• DATA:

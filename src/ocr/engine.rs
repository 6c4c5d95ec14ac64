//! OCR engine capability boundary.
//!
//! Every backend — cloud or local — is exposed through the single
//! `OcrEngine` trait: given a prepared document and a timeout, produce an
//! `EngineResult` or fail with a typed error. Adapters never retry
//! internally and never touch shared state; retries and circuit breaking
//! live in the workflow controller.

use std::collections::HashMap;
use std::sync::Arc;
use std::time::Duration;

use async_trait::async_trait;
use serde::{Deserialize, Serialize};
use thiserror::Error;

use super::prepare::{PreparedDocument, PreprocessError};
use crate::models::EngineResult;

/// Per-word confidence floor: words at or above this confidence count as
/// reliably recognized when computing the word recognition rate.
pub const WORD_CONFIDENCE_FLOOR: f64 = 0.6;

/// The closed set of supported OCR engines.
#[derive(Debug, Clone, Copy, PartialEq, Eq, Hash, Serialize, Deserialize)]
#[serde(rename_all = "snake_case")]
pub enum EngineKind {
    /// Azure Document Intelligence (cloud).
    Azure,
    /// Google Document AI (cloud).
    Google,
    /// Mistral Document AI (cloud).
    Mistral,
    /// Tesseract OCR via the system binary (local).
    Tesseract,
    /// PaddleOCR via ONNX Runtime (local, feature `ocr-paddle`).
    Paddle,
}

impl EngineKind {
    pub fn as_str(&self) -> &'static str {
        match self {
            Self::Azure => "azure",
            Self::Google => "google",
            Self::Mistral => "mistral",
            Self::Tesseract => "tesseract",
            Self::Paddle => "paddle",
        }
    }

    pub fn from_str(s: &str) -> Option<Self> {
        match s.to_lowercase().as_str() {
            "azure" => Some(Self::Azure),
            "google" => Some(Self::Google),
            "mistral" => Some(Self::Mistral),
            "tesseract" => Some(Self::Tesseract),
            "paddle" | "paddleocr" => Some(Self::Paddle),
            _ => None,
        }
    }

    /// All engine kinds, in registry order.
    pub fn all() -> &'static [EngineKind] {
        &[
            Self::Azure,
            Self::Google,
            Self::Mistral,
            Self::Tesseract,
            Self::Paddle,
        ]
    }
}

impl std::fmt::Display for EngineKind {
    fn fmt(&self, f: &mut std::fmt::Formatter<'_>) -> std::fmt::Result {
        write!(f, "{}", self.as_str())
    }
}

/// Errors from OCR engine invocations.
///
/// The transient/permanent split drives the retry controller: transient
/// failures are retried with backoff, permanent ones fail immediately.
#[derive(Debug, Clone, Error)]
pub enum EngineError {
    #[error("network error: {0}")]
    Network(String),

    #[error("engine timed out after {0:?}")]
    Timeout(Duration),

    #[error("rate limited, retry after {retry_after_secs:?}s")]
    RateLimited { retry_after_secs: Option<u64> },

    #[error("invalid input: {0}")]
    BadInput(String),

    #[error("unsupported format: {0}")]
    UnsupportedFormat(String),

    #[error("authentication failed: {0}")]
    Auth(String),

    #[error("engine not available: {0}")]
    Unavailable(String),

    #[error("circuit breaker open for {engine}")]
    CircuitOpen { engine: EngineKind },

    #[error("preprocessing failed: {0}")]
    Preprocess(#[from] PreprocessError),
}

impl EngineError {
    /// Whether the failure is worth retrying.
    pub fn is_transient(&self) -> bool {
        matches!(
            self,
            Self::Network(_) | Self::Timeout(_) | Self::RateLimited { .. }
        )
    }
}

/// Uniform capability every OCR backend must satisfy.
#[async_trait]
pub trait OcrEngine: Send + Sync {
    /// Which engine this adapter wraps.
    fn kind(&self) -> EngineKind;

    /// Whether the backend can run in this process/environment
    /// (credentials present, binary installed, models found).
    fn is_available(&self) -> bool;

    /// What is needed to make this backend available.
    fn availability_hint(&self) -> String;

    /// Run OCR on a prepared document.
    ///
    /// Must return `EngineError::Timeout` rather than block past the
    /// caller-supplied timeout. Must not retry internally.
    async fn invoke(
        &self,
        document: &PreparedDocument,
        timeout: Duration,
    ) -> Result<EngineResult, EngineError>;
}

/// Wrap an adapter's work in the caller-supplied timeout.
///
/// Shared by adapters so the timeout contract is honored uniformly.
pub(crate) async fn with_timeout<F, T>(timeout: Duration, work: F) -> Result<T, EngineError>
where
    F: std::future::Future<Output = Result<T, EngineError>>,
{
    match tokio::time::timeout(timeout, work).await {
        Ok(result) => result,
        Err(_) => Err(EngineError::Timeout(timeout)),
    }
}

/// Word recognition rate from per-word confidences: the fraction of words
/// at or above the confidence floor.
pub(crate) fn recognition_rate_from_confidences(confidences: &[f64]) -> f64 {
    if confidences.is_empty() {
        return 0.0;
    }
    let recognized = confidences
        .iter()
        .filter(|c| **c >= WORD_CONFIDENCE_FLOOR)
        .count();
    recognized as f64 / confidences.len() as f64
}

/// Estimated word recognition rate for backends that report no per-word
/// confidence: the fraction of tokens that look like plausible words
/// (at least two alphanumeric characters, or a single-character token).
pub(crate) fn plausible_word_rate(text: &str) -> f64 {
    let tokens: Vec<&str> = text.split_whitespace().collect();
    if tokens.is_empty() {
        return 0.0;
    }
    let plausible = tokens
        .iter()
        .filter(|t| {
            let alnum = t.chars().filter(|c| c.is_alphanumeric()).count();
            alnum >= 2 || (alnum == 1 && t.chars().count() == 1)
        })
        .count();
    plausible as f64 / tokens.len() as f64
}

/// Mapping from engine identity to its adapter, resolved at composition
/// time over the closed set of kinds.
pub struct EngineRegistry {
    engines: HashMap<EngineKind, Arc<dyn OcrEngine>>,
}

impl EngineRegistry {
    /// Build the registry with every adapter this build supports.
    pub fn with_defaults() -> Self {
        let mut registry = Self {
            engines: HashMap::new(),
        };
        registry.insert(Arc::new(super::azure::AzureEngine::new()));
        registry.insert(Arc::new(super::google::GoogleEngine::new()));
        registry.insert(Arc::new(super::mistral::MistralEngine::new()));
        registry.insert(Arc::new(super::tesseract::TesseractEngine::new()));
        #[cfg(feature = "ocr-paddle")]
        registry.insert(Arc::new(super::paddle_backend::PaddleEngine::new()));
        registry
    }

    /// Empty registry, for assembling a custom engine set.
    pub fn new() -> Self {
        Self {
            engines: HashMap::new(),
        }
    }

    /// Register an adapter, replacing any existing adapter for its kind.
    pub fn insert(&mut self, engine: Arc<dyn OcrEngine>) {
        self.engines.insert(engine.kind(), engine);
    }

    /// Resolve an engine kind to its adapter.
    pub fn get(&self, kind: EngineKind) -> Result<Arc<dyn OcrEngine>, EngineError> {
        self.engines
            .get(&kind)
            .cloned()
            .ok_or_else(|| EngineError::Unavailable(format!("{} is not built in", kind)))
    }

    /// Report availability of every engine kind in this build.
    pub fn availability(&self) -> Vec<(EngineKind, bool, String)> {
        EngineKind::all()
            .iter()
            .map(|kind| match self.engines.get(kind) {
                Some(engine) => (*kind, engine.is_available(), engine.availability_hint()),
                None => (
                    *kind,
                    false,
                    format!("{} support is not compiled into this build", kind),
                ),
            })
            .collect()
    }
}

impl Default for EngineRegistry {
    fn default() -> Self {
        Self::with_defaults()
    }
}

#[cfg(test)]
mod tests {
    use super::*;

    #[test]
    fn test_engine_kind_round_trip() {
        for kind in EngineKind::all() {
            assert_eq!(EngineKind::from_str(kind.as_str()), Some(*kind));
        }
        assert_eq!(EngineKind::from_str("paddleocr"), Some(EngineKind::Paddle));
        assert_eq!(EngineKind::from_str("abbyy"), None);
    }

    #[test]
    fn test_transient_classification() {
        assert!(EngineError::Network("reset".into()).is_transient());
        assert!(EngineError::Timeout(Duration::from_secs(5)).is_transient());
        assert!(EngineError::RateLimited {
            retry_after_secs: Some(2)
        }
        .is_transient());

        assert!(!EngineError::BadInput("garbage".into()).is_transient());
        assert!(!EngineError::Auth("bad key".into()).is_transient());
        assert!(!EngineError::UnsupportedFormat("audio/wav".into()).is_transient());
        assert!(!EngineError::CircuitOpen {
            engine: EngineKind::Azure
        }
        .is_transient());
    }

    #[test]
    fn test_recognition_rate_from_confidences() {
        assert_eq!(recognition_rate_from_confidences(&[]), 0.0);
        let rate = recognition_rate_from_confidences(&[0.9, 0.7, 0.5, 0.3]);
        assert!((rate - 0.5).abs() < f64::EPSILON);
    }

    #[test]
    fn test_plausible_word_rate() {
        assert_eq!(plausible_word_rate(""), 0.0);
        assert_eq!(plausible_word_rate("hello world"), 1.0);
        // Noise tokens drag the rate down.
        let rate = plausible_word_rate("hello ~~ ## world");
        assert!((rate - 0.5).abs() < f64::EPSILON);
    }

    #[test]
    fn test_registry_reports_unregistered_kinds() {
        let registry = EngineRegistry::new();
        let report = registry.availability();
        assert_eq!(report.len(), EngineKind::all().len());
        assert!(report.iter().all(|(_, available, _)| !available));
    }
}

• HOW TO COMPLETE THIS TASK:
Give back the records word for word. Start at the first line, end at the line containing "use async_trait::async_trait;", and include both.

• SOLUTION FOR THIS TASK:
filename src/ocr/engine.rs
repository 6c4c5d95ec14ac64
//! OCR engine capability boundary.
//!
//! Every backend — cloud or local — is exposed through the single
//! `OcrEngine` trait: given a prepared document and a timeout, produce an
//! `EngineResult` or fail with a typed error. Adapters never retry
//! internally and never touch shared state; retries and circuit breaking
//! live in the workflow controller.

use std::collections::HashMap;
use std::sync::Arc;
use std::time::Duration;

use async_trait::async_trait;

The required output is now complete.